One of the things I dislike most is to find out that I've been playing a game incorrectly...It happened to me most recently playing RAID ON ST. NAZAIRE; I read the rules carefully (I thought) and then went through them again as I played my first game. Things went fine, but as the game progressed and I dove back into the rulebook to clear up certain questions, I began to discover that I hadn't been counting movement costs correctly, that I had allowed guns to fire that weren't supposed to, that German units that should have appeared automatically hadn't, and a few other things. It's my own fault. It's a solitaire game; who else can I blame?

From A Travel Guide to St. Nazaire: Your Very First Raid by Bob Proctor, Volume 24, Number 4, The General Magazine.

A drawback of solitaire game systems is the balance between immersion and replayability. Ambush! has much more detail in its game system, but also relies heavily on surprise, and hence replayability of individual missions is low. Other games like Tokyo Express or B-17 are infinitely replayable, but because of the dice-driven effects and opponent activation, the game is less immersive and does not sustain the average gamer's interest as long.

==Legacy==

Although the number of board war games and publishers have dramatically increased since the wargaming hobby first gained popularity in the late 1970s and early 1980s, solitaire board wargaming has experienced the opposite trend during the same time period. Few solitaire titles have been released since the 1980s, perhaps a notable exception being Solitaire Advanced Squad Leader in 1995. The simulated opponent in SASL was created through tables and charts in a special chapter of the Advanced Squad Leader Rulebook.

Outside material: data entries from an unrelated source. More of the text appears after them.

use serde::{Deserialize, Serialize};
use std::collections::HashMap;

use super::directive::Locale;

/// Main configuration structure for taskforce
#[derive(Debug, Clone, Serialize, Deserialize, Default)]
#[serde(rename_all = "snake_case")]
pub struct Config {
    /// Database configuration
    #[serde(default)]
    pub database: DatabaseConfig,

    /// Logging configuration
    #[serde(default)]
    pub logging: LoggingConfig,

    /// Delegation, pacing and recovery settings
    #[serde(default)]
    pub orchestrator: OrchestratorConfig,

    /// Worker process settings
    #[serde(default)]
    pub workers: WorkersConfig,

    /// Operator preferences
    #[serde(default)]
    pub operator: OperatorConfig,
}

/// Database configuration
#[derive(Debug, Clone, Serialize, Deserialize)]
#[serde(rename_all = "snake_case")]
pub struct DatabaseConfig {
    /// Path to `SQLite` database file
    #[serde(default = "default_database_path")]
    pub path: String,

    /// Maximum number of database connections in pool
    #[serde(default = "default_max_connections")]
    pub max_connections: u32,
}

fn default_database_path() -> String {
    ".taskforce/taskforce.db".to_string()
}

const fn default_max_connections() -> u32 {
    5
}

impl Default for DatabaseConfig {
    fn default() -> Self {
        Self {
            path: default_database_path(),
            max_connections: default_max_connections(),
        }
    }
}

impl DatabaseConfig {
    /// sqlx connection URL for the configured path.
    pub fn url(&self) -> String {
        if self.path.starts_with("sqlite:") {
            self.path.clone()
        } else {
            format!("sqlite:{}", self.path)
        }
    }
}

/// Logging configuration
#[derive(Debug, Clone, Serialize, Deserialize)]
#[serde(rename_all = "snake_case")]
pub struct LoggingConfig {
    /// Log level: trace, debug, info, warn, error
    #[serde(default = "default_log_level")]
    pub level: String,

    /// Log format: json or pretty
    #[serde(default = "default_log_format")]
    pub format: String,

    /// Directory for rolling log files; stdout only when unset
    #[serde(default, skip_serializing_if = "Option::is_none")]
    pub log_dir: Option<String>,

    /// Rotation policy for file logs: daily, hourly, never
    #[serde(default = "default_rotation")]
    pub rotation: String,
}

fn default_log_level() -> String {
    "info".to_string()
}

fn default_log_format() -> String {
    "pretty".to_string()
}

fn default_rotation() -> String {
    "daily".to_string()
}

impl Default for LoggingConfig {
    fn default() -> Self {
        Self {
            level: default_log_level(),
            format: default_log_format(),
            log_dir: None,
            rotation: default_rotation(),
        }
    }
}

/// Delegation, pacing and recovery settings
#[derive(Debug, Clone, Serialize, Deserialize)]
#[serde(rename_all = "snake_case")]
pub struct OrchestratorConfig {
    /// Interval between periodic recovery sweeps
    #[serde(default = "default_sweep_interval_secs")]
    pub sweep_interval_secs: u64,

    /// In-progress tasks younger than this are never touched by recovery
    #[serde(default = "default_stale_grace_secs")]
    pub stale_grace_secs: u64,

    /// Log or log-file activity inside this window means the worker is alive
    #[serde(default = "default_activity_window_secs")]
    pub activity_window_secs: u64,

    /// Delay between review finalizations at startup
    #[serde(default = "default_review_stagger_ms")]
    pub review_stagger_ms: u64,

    /// Delay before a department acknowledges a cross-department request
    #[serde(default = "default_ack_delay_ms")]
    pub ack_delay_ms: u64,

    /// Length of the planned meeting before assignment
    #[serde(default = "default_meeting_delay_ms")]
    pub meeting_delay_ms: u64,
}

const fn default_sweep_interval_secs() -> u64 {
    60
}

const fn default_stale_grace_secs() -> u64 {
    180
}

const fn default_activity_window_secs() -> u64 {
    300
}

const fn default_review_stagger_ms() -> u64 {
    1500
}

const fn default_ack_delay_ms() -> u64 {
    800
}

const fn default_meeting_delay_ms() -> u64 {
    1200
}

impl Default for OrchestratorConfig {
    fn default() -> Self {
        Self {
            sweep_interval_secs: default_sweep_interval_secs(),
            stale_grace_secs: default_stale_grace_secs(),
            activity_window_secs: default_activity_window_secs(),
            review_stagger_ms: default_review_stagger_ms(),
            ack_delay_ms: default_ack_delay_ms(),
            meeting_delay_ms: default_meeting_delay_ms(),
        }
    }
}

impl OrchestratorConfig {
    /// No pacing delays; recovery thresholds unchanged.
    pub fn without_pacing(mut self) -> Self {
        self.review_stagger_ms = 0;
        self.ack_delay_ms = 0;
        self.meeting_delay_ms = 0;
        self
    }
}

/// Command line used to launch one kind of worker
#[derive(Debug, Clone, PartialEq, Eq, Serialize, Deserialize)]
#[serde(rename_all = "snake_case")]
pub struct ProviderCommand {
    /// Executable to run
    pub command: String,

    /// Arguments placed before the prompt
    #[serde(default)]
    pub args: Vec<String>,
}

/// Worker process settings
#[derive(Debug, Clone, Serialize, Deserialize)]
#[serde(rename_all = "snake_case")]
pub struct WorkersConfig {
    /// Provider used by agents without a known provider
    #[serde(default = "default_provider")]
    pub default_provider: String,

    /// Provider kind to command line
    #[serde(default = "default_providers")]
    pub providers: HashMap<String, ProviderCommand>,

    /// Directory for per-task worker log files
    #[serde(default = "default_logs_dir")]
    pub logs_dir: String,

    /// Working directory for tasks without a project path
    #[serde(default = "default_working_dir")]
    pub working_dir: String,
}

fn default_provider() -> String {
    "claude".to_string()
}

fn default_providers() -> HashMap<String, ProviderCommand> {
    HashMap::from([
        (
            "claude".to_string(),
            ProviderCommand {
                command: "claude".to_string(),
                args: vec!["--print".to_string()],
            },
        ),
        (
            "codex".to_string(),
            ProviderCommand {
                command: "codex".to_string(),
                args: vec!["exec".to_string()],
            },
        ),
    ])
}

fn default_logs_dir() -> String {
    ".taskforce/logs".to_string()
}

fn default_working_dir() -> String {
    ".".to_string()
}

impl Default for WorkersConfig {
    fn default() -> Self {
        Self {
            default_provider: default_provider(),
            providers: default_providers(),
            logs_dir: default_logs_dir(),
            working_dir: default_working_dir(),
        }
    }
}

/// Operator preferences
#[derive(Debug, Clone, Serialize, Deserialize, Default)]
#[serde(rename_all = "snake_case")]
pub struct OperatorConfig {
    /// Language for operator-facing notices
    #[serde(default)]
    pub locale: Locale,
}
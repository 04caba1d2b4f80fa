pub mod agent;
pub mod config;
pub mod department;
pub mod directive;
pub mod subtask;
pub mod task;
pub mod task_log;

pub use agent::{delegation_order, Agent, AgentRole, AgentStatus};
pub use config::{
    Config, DatabaseConfig, LoggingConfig, OperatorConfig, OrchestratorConfig, ProviderCommand,
    WorkersConfig,
};
pub use department::{
    execution_order, execution_priority, Department, DEPARTMENT_EXECUTION_PRIORITY,
};
pub use directive::{Directive, DirectivePolicy, Locale, PlanItem, SkipReason};
pub use subtask::{Subtask, SubtaskStatus};
pub use task::{
    AfterCoordination, ChecklistItem, CoordinationState, Task, TaskMetadata, TaskStatus,
};
pub use task_log::{LogKind, RunMarker, TaskLog};
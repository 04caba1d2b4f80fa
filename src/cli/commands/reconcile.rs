//! Implementation of the `taskforce reconcile` command.

use anyhow::{Context, Result};
use clap::Args;
use std::sync::Arc;
use uuid::Uuid;

use super::{build_orchestrator, open_pool};
use crate::adapters::sinks::TracingNotifier;
use crate::cli::display::{output, CommandOutput};
use crate::domain::models::Config;
use crate::services::ReconcileReport;

#[derive(Args, Debug)]
pub struct ReconcileArgs {
    /// Only reconcile the subtasks of this parent task
    #[arg(short, long)]
    pub task: Option<Uuid>,
}

#[derive(Debug, serde::Serialize)]
pub struct ReconcileOutput {
    pub task_id: Option<Uuid>,
    #[serde(flatten)]
    pub report: ReconcileReport,
}

impl CommandOutput for ReconcileOutput {
    fn to_human(&self) -> String {
        format!(
            "Reconciled {} parent task(s): {} subtask(s) re-linked, {} updated",
            self.report.parents, self.report.linked, self.report.updated
        )
    }
}

pub async fn execute(args: ReconcileArgs, config: &Config, json_mode: bool) -> Result<()> {
    let pool = open_pool(config).await?;
    let orchestrator = build_orchestrator(config, pool, Arc::new(TracingNotifier));

    let report = match args.task {
        Some(task_id) => orchestrator
            .reconcile(task_id)
            .await
            .with_context(|| format!("Failed to reconcile task {task_id}"))?,
        None => orchestrator
            .reconcile_all()
            .await
            .context("Failed to reconcile tasks")?,
    };

    output(
        &ReconcileOutput {
            task_id: args.task,
            report,
        },
        json_mode,
    );
    Ok(())
}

Nonetheless, Omega Games has released a new, updated version of Ranger for 2005, along with the two original expansion kits (now merged into one).

There has also been a resurgence in Solitaire gaming over the past 10 years. There have been a number of newer games developed that are played only as a solitaire game or have a dedicated portion of the rules to be used in solitaire play.

For example, there have been a number of fantasy/sci-fi board games that play very well as one player games, even though they were also designed as multi-player games. These games include Dungeon Quest, Runebound, and Dungeon Twister 2.

There has also been a rise in cooperative games that are very playable as solitaire games, such as Pandemic, Arkham Horror and Vanished Planet.

The past few years have also seen a resurgence in solitaire war games that have new and innovative systems. These would include games such as Hornet Leader, RAF, Field Commander Rommel, Silent War, Struggle for the Galactic Empire, Where There is Discord, The Hunters: German U-Boats at War, and Ottoman Sunset.

This is by no means an exhaustive list. There are many more solitaire games that already exist and still more that are currently in production. This is somewhat surprising, given that such games theoretically should be easier to play on a computer. However, there is no substitute for the feel of the pieces and the view of the map provided in paper and chit games. In addition, the artificial intelligence in computer gaming is often lacking and not as challenging as a solitaire board game. This would should be counter intuitive, but nonetheless, it is often very true.